Efforts to prevent forest fires in California resulted in enhanced growth of sugar pines.

26.Development and Change of Communities and Ecosystems; p. 31-22; easy; ans: T

“Restoration” ecology refers to efforts by humans to reestablish natural communities.

Essay Questions

1.Ecosystem Energetics–Trophic Levels; pp. 31-3—31-4; easy

Name the trophic levels present in most ecosystems and describe the types of organisms present at each level. How do primary producers relate to these trophic levels?

2.Ecosystem Energetics–Trophic Levels; p. 31-4; moderate

Explain why a) there are so few links in a food chain and b) the largest land animals are herbivores.

3.Ecosystem Energetics–Trophic Levels; p. 31-6; difficult

Explain what is meant by pyramids of energy, biomass, and numbers.
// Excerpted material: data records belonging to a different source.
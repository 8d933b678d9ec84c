use thiserror::Error;

/// Failure while fetching or decoding one feed endpoint.
///
/// Carries the endpoint so the ingestion log names the broken source. These
/// are logged and counted at the scheduler; they never abort a cycle and
/// never propagate past it.
#[derive(Error, Debug)]
pub enum FetchError {
    /// The request itself failed (connect error, timeout, ...).
    #[error("request to {endpoint} failed: {source}")]
    Http {
        endpoint: String,
        #[source]
        source: reqwest::Error,
    },
    /// The endpoint answered with a non-success status.
    #[error("{endpoint} returned {status}")]
    Status {
        endpoint: String,
        status: reqwest::StatusCode,
    },
    /// The body was not the expected feed envelope.
    #[error("could not decode feed envelope from {endpoint}: {source}")]
    Decode {
        endpoint: String,
        #[source]
        source: serde_json::Error,
    },
}

impl FetchError {
    /// The endpoint this failure belongs to.
    pub fn endpoint(&self) -> &str {
        match self {
            FetchError::Http { endpoint, .. }
            | FetchError::Status { endpoint, .. }
            | FetchError::Decode { endpoint, .. } => endpoint,
        }
    }
}

/// The persistence layer was unreachable or rejected an operation.
///
/// Fatal to the current cycle's write step; the scheduler logs it and tries
/// again on the next tick.
#[derive(Error, Debug)]
#[error("store unavailable: {0}")]
pub struct StoreError(#[from] sqlx::Error);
Under what circumstances are these pyramids upright and under what circumstances are they inverted?

4.Ecosystem Energetics–Trophic Levels; p. 31-7; moderate

Discuss the efforts by humans to develop renewable sources of energy from plants.
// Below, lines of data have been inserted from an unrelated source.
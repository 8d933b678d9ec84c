use serde::Deserialize;
use std::path::Path;

/// The category endpoints one deployment watches. Kept as built-in defaults
/// so the collector runs without any config file present.
const DEFAULT_ENDPOINTS: &[&str] = &[
    "https://api-berita-indonesia.vercel.app/antara/olahraga/",
    "https://api-berita-indonesia.vercel.app/antara/bola/",
    "https://api-berita-indonesia.vercel.app/cnn/gayaHidup/",
    "https://api-berita-indonesia.vercel.app/merdeka/teknologi/",
    "https://api-berita-indonesia.vercel.app/merdeka/jateng/",
    "https://api-berita-indonesia.vercel.app/merdeka/sehat/",
    "https://api-berita-indonesia.vercel.app/okezone/sports/",
    "https://api-berita-indonesia.vercel.app/okezone/bola/",
];

#[derive(Debug, Deserialize, Clone)]
pub struct Config {
    /// Seconds between ingestion cycles
    #[serde(default = "default_interval_seconds")]
    pub interval_seconds: u64,
    #[serde(default = "default_endpoints")]
    pub endpoints: Vec<String>,
    #[serde(default)]
    pub replace: ReplacePolicy,
}

fn default_interval_seconds() -> u64 {
    120
}

fn default_endpoints() -> Vec<String> {
    DEFAULT_ENDPOINTS.iter().map(|e| e.to_string()).collect()
}

/// How a cycle's results replace the previous snapshot.
#[derive(Debug, Deserialize, Clone, Copy, PartialEq, Eq, Default)]
#[serde(rename_all = "kebab-case")]
pub enum ReplacePolicy {
    /// Clear the collection up front, then persist each endpoint's batch as
    /// it arrives. Readers may observe an empty or partially populated
    /// collection while a cycle is in flight, and batches stored before a
    /// later endpoint fails survive on their own.
    ClearFirst,
    /// Stage every successful batch in memory and swap the whole snapshot in
    /// one transaction at the end of the cycle. No read-visible gap.
    #[default]
    StageAndSwap,
}

impl Default for Config {
    fn default() -> Self {
        Self {
            interval_seconds: default_interval_seconds(),
            endpoints: default_endpoints(),
            replace: ReplacePolicy::default(),
        }
    }
}

impl Config {
    pub fn load<P: AsRef<Path>>(path: P) -> anyhow::Result<Self> {
        let content = std::fs::read_to_string(path)?;
        let config: Config = toml::from_str(&content)?;
        Ok(config)
    }

    /// Load from `path`, falling back to the built-in defaults when the file
    /// does not exist. A file that exists but fails to parse is still an
    /// error.
    pub fn load_or_default<P: AsRef<Path>>(path: P) -> anyhow::Result<Self> {
        if path.as_ref().exists() {
            Self::load(path)
        } else {
            Ok(Self::default())
        }
    }

    /// Parse config from a TOML string (useful for testing)
    pub fn from_str(content: &str) -> anyhow::Result<Self> {
        let config: Config = toml::from_str(content)?;
        Ok(config)
    }
}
5.Nutrient and Material Cycling; pp. 31-9—31-10; moderate

Explain how the experiments at Hubbard Brook forest provided information about the retention of nutrients in ecosystems.

6.Interactions between Organisms–Beyond Trophic Relationships; p. 31-11; moderate

Use the experimental data from studies of Lemna species to explain the principle of competitive exclusion.

7.Interactions between Organisms–Beyond Trophic Relationships; p. 31-14; moderate

Describe the interactions between ants and acacia trees. What evidence supports the hypothesis that this is an example of mutualism?

8.Interactions between Organisms–Beyond Trophic Relationships; pp. 31-16–31-17; moderate

Explain the difference between the cooperative and competitive models used to view ecosystems.

9.Development and Change of Communities and Ecosystems; pp. 31-17; moderate

In what sense is the term “climax community” a misnomer?

10.Development and Change of Communities and Ecosystems; pp. 31-17–31-19; moderate

How does secondary succession differ from primary succession? Give three examples of secondary succession from your own experience.

11.Development and Change of Communities and Ecosystems; pp. 31-18–31-19; moderate

Discuss the speed and stages of succession following a volcanic eruption, using Krakatau or Mount St. Helens as an example.

12.Development and Change of Communities and Ecosystems; pp. 31-20–31-21; moderate

Discuss the roles of gaps in succession and the maintenance of species diversity.

13.Development and Change of Communities and Ecosystems; pp. 31-21–31-22; moderate

Are forest fires always detrimental to ecosystems? Give reasons to support your answer.

14.Development and Change of Communities and Ecosystems; p. 31-22; moderate

Describe the attempts to restore prairie communities by restoration ecologists.